### To do
Show every line below where "OddsSource" appears.

Collected data entries

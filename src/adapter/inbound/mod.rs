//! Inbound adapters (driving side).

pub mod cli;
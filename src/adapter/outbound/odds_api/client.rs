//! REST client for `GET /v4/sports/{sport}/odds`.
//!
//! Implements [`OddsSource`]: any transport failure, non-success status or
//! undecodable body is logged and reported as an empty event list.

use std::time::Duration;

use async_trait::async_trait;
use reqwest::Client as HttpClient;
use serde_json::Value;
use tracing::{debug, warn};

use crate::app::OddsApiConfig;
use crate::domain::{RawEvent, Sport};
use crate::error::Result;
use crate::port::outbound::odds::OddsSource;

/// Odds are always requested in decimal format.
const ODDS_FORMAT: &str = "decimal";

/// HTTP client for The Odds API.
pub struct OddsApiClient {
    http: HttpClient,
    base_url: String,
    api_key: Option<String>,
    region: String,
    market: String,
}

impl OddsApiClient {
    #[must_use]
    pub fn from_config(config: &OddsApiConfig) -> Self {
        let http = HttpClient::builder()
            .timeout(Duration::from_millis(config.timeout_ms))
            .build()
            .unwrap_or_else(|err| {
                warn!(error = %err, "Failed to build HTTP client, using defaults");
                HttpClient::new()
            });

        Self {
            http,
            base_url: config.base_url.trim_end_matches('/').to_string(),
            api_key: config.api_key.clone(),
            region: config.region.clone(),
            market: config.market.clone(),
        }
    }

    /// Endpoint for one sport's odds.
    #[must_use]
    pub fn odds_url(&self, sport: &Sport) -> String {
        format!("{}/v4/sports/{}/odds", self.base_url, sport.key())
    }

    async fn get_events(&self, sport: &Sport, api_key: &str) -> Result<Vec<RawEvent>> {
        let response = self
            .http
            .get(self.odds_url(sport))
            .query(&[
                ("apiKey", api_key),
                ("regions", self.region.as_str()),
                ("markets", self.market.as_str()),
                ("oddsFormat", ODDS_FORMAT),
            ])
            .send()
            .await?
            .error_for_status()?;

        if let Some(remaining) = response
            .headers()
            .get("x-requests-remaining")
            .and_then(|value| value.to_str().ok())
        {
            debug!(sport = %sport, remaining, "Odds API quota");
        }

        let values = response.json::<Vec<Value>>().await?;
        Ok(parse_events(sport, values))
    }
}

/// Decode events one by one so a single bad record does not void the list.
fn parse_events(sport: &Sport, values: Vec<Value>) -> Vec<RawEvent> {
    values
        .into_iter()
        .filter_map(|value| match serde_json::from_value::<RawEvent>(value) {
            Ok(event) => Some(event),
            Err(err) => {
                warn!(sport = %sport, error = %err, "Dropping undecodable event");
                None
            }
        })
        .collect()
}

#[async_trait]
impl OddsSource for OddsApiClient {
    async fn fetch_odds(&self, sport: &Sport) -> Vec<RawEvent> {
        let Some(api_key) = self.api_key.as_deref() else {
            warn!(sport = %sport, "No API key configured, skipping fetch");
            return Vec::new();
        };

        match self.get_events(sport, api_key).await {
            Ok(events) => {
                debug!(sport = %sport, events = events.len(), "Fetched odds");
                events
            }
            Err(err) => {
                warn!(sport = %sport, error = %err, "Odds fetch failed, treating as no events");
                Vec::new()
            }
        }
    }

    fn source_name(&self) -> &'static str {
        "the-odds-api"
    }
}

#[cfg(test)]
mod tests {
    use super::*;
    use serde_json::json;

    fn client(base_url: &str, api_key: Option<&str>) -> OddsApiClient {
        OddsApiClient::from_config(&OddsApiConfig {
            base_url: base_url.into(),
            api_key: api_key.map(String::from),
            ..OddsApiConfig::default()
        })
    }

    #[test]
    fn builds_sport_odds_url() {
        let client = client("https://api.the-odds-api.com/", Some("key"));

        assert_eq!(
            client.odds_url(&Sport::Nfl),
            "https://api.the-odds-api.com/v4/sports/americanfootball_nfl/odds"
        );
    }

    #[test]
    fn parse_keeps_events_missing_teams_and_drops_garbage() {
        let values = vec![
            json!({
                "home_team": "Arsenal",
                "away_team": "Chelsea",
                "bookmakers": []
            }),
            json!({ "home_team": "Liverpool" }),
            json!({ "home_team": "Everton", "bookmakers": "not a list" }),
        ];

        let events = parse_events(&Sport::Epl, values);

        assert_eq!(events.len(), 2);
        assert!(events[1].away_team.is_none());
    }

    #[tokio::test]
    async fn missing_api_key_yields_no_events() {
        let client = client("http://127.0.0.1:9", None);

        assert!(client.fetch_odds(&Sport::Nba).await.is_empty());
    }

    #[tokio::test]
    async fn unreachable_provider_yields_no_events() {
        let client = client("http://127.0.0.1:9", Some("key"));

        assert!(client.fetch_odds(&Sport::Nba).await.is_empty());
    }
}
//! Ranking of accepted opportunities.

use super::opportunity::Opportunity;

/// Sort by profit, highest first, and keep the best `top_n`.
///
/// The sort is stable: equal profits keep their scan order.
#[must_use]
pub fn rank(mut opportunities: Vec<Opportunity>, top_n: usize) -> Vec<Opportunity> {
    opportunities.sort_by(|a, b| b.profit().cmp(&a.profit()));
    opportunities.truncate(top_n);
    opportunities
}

---

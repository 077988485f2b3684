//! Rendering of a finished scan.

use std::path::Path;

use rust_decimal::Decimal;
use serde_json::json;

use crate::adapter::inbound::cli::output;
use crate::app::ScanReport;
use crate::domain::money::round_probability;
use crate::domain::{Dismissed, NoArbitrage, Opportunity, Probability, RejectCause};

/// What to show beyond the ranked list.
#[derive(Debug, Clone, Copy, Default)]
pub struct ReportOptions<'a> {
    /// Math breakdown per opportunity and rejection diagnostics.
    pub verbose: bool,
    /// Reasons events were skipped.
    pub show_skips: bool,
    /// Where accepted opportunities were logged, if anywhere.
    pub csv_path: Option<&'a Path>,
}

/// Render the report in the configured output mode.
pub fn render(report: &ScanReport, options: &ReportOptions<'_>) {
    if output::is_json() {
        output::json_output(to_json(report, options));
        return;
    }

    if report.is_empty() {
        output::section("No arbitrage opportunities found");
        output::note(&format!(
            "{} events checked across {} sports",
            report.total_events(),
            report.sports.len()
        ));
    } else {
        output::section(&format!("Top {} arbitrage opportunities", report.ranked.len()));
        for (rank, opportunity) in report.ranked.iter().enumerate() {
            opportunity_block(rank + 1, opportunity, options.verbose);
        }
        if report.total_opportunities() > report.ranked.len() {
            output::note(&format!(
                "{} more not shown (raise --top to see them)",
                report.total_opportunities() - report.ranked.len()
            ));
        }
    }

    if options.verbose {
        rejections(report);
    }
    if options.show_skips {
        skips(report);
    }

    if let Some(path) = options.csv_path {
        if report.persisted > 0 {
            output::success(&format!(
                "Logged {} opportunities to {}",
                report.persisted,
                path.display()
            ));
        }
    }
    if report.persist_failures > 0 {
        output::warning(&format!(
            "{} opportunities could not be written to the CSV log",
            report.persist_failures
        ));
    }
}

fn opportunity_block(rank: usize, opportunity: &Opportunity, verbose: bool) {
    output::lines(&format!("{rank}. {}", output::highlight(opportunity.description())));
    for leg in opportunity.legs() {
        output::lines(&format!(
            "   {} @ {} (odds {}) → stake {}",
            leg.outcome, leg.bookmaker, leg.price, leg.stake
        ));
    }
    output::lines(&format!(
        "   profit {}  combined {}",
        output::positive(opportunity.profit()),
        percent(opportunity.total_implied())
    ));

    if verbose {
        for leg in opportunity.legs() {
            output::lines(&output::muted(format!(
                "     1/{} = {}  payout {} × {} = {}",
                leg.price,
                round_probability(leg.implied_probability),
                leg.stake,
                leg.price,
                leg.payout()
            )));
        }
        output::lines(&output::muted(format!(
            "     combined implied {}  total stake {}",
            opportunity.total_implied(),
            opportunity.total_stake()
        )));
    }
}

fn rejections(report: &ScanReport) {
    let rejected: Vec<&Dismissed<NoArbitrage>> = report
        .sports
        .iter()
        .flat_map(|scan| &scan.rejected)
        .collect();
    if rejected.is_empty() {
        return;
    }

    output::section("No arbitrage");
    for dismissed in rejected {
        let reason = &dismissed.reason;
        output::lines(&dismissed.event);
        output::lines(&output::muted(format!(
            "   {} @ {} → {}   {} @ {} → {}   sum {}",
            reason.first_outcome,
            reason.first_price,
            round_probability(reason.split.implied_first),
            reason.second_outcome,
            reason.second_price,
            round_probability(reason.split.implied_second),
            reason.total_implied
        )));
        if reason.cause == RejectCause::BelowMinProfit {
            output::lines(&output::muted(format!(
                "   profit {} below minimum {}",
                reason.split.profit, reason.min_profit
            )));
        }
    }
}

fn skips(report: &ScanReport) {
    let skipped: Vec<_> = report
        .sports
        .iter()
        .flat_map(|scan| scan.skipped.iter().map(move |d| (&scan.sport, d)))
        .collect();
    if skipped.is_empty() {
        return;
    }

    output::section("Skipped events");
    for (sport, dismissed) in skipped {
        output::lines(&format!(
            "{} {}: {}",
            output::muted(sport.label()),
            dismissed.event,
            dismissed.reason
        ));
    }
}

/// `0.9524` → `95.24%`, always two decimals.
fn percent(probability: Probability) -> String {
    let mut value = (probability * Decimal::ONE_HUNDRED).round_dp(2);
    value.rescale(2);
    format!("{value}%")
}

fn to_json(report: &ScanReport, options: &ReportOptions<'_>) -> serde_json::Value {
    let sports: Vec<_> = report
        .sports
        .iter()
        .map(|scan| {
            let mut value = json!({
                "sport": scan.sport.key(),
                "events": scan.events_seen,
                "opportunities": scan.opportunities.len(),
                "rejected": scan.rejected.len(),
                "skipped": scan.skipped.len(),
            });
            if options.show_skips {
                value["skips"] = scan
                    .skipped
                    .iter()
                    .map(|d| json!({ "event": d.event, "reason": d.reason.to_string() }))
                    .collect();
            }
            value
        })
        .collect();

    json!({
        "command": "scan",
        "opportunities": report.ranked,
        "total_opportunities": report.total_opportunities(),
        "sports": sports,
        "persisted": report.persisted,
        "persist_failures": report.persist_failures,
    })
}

### Reply
//! Implements [`OddsSource`]: any transport failure, non-success status or
use crate::port::outbound::odds::OddsSource;
impl OddsSource for OddsApiClient {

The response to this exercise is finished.